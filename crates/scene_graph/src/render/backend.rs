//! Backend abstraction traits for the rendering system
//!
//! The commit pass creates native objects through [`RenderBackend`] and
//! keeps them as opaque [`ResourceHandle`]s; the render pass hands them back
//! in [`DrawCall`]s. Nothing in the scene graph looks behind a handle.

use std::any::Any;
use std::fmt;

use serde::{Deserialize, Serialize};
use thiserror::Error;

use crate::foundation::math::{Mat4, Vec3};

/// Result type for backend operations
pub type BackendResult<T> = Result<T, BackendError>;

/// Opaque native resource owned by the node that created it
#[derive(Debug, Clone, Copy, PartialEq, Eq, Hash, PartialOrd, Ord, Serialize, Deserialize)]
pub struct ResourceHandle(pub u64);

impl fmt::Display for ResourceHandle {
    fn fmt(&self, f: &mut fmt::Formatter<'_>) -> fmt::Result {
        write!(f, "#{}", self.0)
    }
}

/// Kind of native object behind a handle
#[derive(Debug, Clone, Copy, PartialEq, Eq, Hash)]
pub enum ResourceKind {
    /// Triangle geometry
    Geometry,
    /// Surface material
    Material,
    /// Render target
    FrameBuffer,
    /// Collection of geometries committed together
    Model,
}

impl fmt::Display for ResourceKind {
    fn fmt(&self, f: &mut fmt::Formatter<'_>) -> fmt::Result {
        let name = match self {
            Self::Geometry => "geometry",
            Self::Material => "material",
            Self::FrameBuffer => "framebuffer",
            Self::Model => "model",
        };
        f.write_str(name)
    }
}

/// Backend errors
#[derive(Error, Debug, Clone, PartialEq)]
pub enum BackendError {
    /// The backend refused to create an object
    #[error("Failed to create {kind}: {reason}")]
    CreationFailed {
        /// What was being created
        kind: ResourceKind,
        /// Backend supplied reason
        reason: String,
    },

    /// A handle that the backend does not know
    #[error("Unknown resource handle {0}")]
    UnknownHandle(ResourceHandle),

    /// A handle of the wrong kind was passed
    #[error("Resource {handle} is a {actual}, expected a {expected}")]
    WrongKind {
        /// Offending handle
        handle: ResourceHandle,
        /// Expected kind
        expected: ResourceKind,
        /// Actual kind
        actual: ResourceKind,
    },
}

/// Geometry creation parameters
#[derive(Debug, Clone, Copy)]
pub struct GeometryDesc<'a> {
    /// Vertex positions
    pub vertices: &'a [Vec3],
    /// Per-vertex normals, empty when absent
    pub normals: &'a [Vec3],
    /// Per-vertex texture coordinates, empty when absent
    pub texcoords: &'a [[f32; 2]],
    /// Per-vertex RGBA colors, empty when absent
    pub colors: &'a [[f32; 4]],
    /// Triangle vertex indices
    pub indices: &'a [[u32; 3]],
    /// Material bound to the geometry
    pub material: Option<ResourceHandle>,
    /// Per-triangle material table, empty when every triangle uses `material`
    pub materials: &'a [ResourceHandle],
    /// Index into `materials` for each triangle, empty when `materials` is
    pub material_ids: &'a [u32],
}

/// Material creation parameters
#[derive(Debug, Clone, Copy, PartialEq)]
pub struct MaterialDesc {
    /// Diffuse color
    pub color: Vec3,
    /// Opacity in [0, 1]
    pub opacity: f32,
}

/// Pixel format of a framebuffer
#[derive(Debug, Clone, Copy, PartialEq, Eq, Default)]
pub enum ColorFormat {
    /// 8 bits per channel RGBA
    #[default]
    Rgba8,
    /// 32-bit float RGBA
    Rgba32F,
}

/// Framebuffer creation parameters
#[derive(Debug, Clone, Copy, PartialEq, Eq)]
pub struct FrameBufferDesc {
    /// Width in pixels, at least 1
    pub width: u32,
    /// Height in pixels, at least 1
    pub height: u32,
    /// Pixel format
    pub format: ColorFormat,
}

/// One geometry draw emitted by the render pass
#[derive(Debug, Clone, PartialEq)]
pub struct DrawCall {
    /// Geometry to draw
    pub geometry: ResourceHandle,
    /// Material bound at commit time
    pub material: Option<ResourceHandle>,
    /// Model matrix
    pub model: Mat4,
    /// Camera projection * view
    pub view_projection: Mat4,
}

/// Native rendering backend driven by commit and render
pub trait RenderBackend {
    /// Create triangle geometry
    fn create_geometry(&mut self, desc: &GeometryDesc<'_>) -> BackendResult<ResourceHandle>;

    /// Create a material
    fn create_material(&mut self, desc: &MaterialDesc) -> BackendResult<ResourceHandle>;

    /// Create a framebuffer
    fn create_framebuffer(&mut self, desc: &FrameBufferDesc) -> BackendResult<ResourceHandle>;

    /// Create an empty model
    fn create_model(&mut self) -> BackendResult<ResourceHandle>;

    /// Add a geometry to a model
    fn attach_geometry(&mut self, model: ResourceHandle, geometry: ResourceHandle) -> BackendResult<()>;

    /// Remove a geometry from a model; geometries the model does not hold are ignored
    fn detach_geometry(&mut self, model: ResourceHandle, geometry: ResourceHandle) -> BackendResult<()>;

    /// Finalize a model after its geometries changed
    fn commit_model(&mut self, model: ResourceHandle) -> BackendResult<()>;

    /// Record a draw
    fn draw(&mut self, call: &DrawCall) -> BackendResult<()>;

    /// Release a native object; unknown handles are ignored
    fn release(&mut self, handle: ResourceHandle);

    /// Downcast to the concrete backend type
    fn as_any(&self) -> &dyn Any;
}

==

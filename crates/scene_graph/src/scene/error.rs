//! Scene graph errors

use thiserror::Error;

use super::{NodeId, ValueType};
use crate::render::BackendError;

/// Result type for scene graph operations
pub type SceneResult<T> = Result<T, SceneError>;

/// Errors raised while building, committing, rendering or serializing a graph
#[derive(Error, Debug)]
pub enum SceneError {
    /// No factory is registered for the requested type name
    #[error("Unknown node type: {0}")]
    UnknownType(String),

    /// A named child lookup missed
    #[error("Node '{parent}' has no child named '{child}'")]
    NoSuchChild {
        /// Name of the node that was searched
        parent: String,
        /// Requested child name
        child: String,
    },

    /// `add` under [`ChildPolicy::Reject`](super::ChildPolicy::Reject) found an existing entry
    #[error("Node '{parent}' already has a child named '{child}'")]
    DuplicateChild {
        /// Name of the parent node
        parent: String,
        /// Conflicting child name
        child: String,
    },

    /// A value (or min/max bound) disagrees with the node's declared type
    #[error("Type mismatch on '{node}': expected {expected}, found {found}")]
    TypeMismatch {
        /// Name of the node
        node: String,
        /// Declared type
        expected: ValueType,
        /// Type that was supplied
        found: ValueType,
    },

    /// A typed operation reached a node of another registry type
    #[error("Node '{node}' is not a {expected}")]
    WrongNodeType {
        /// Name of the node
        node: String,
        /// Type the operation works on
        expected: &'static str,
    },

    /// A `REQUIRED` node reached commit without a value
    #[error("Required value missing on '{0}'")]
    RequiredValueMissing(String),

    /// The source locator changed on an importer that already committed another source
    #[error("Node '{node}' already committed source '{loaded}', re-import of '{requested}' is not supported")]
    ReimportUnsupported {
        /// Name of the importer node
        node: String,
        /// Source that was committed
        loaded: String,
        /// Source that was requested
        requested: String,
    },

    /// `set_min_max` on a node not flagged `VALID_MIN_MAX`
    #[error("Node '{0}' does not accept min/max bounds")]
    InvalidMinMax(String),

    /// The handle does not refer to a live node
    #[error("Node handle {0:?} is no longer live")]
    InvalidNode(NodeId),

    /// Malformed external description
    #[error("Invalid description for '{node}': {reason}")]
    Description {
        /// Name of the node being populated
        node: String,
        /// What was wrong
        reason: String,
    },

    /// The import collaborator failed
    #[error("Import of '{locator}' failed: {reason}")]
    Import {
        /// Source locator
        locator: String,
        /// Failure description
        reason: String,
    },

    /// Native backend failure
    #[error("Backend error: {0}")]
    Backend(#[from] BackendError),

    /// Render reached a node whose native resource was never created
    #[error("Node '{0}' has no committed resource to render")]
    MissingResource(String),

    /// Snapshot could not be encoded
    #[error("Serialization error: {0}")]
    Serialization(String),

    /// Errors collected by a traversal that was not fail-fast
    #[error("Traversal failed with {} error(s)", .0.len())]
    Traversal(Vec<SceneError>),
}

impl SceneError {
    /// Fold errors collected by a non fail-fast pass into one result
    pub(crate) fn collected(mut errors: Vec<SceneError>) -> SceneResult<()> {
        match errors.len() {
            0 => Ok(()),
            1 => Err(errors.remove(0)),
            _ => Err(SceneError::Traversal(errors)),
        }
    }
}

Problem to work on. Work out the number of lines in the listing above that hold the string "when". Reply with that number only.

Answer to the exercise. 5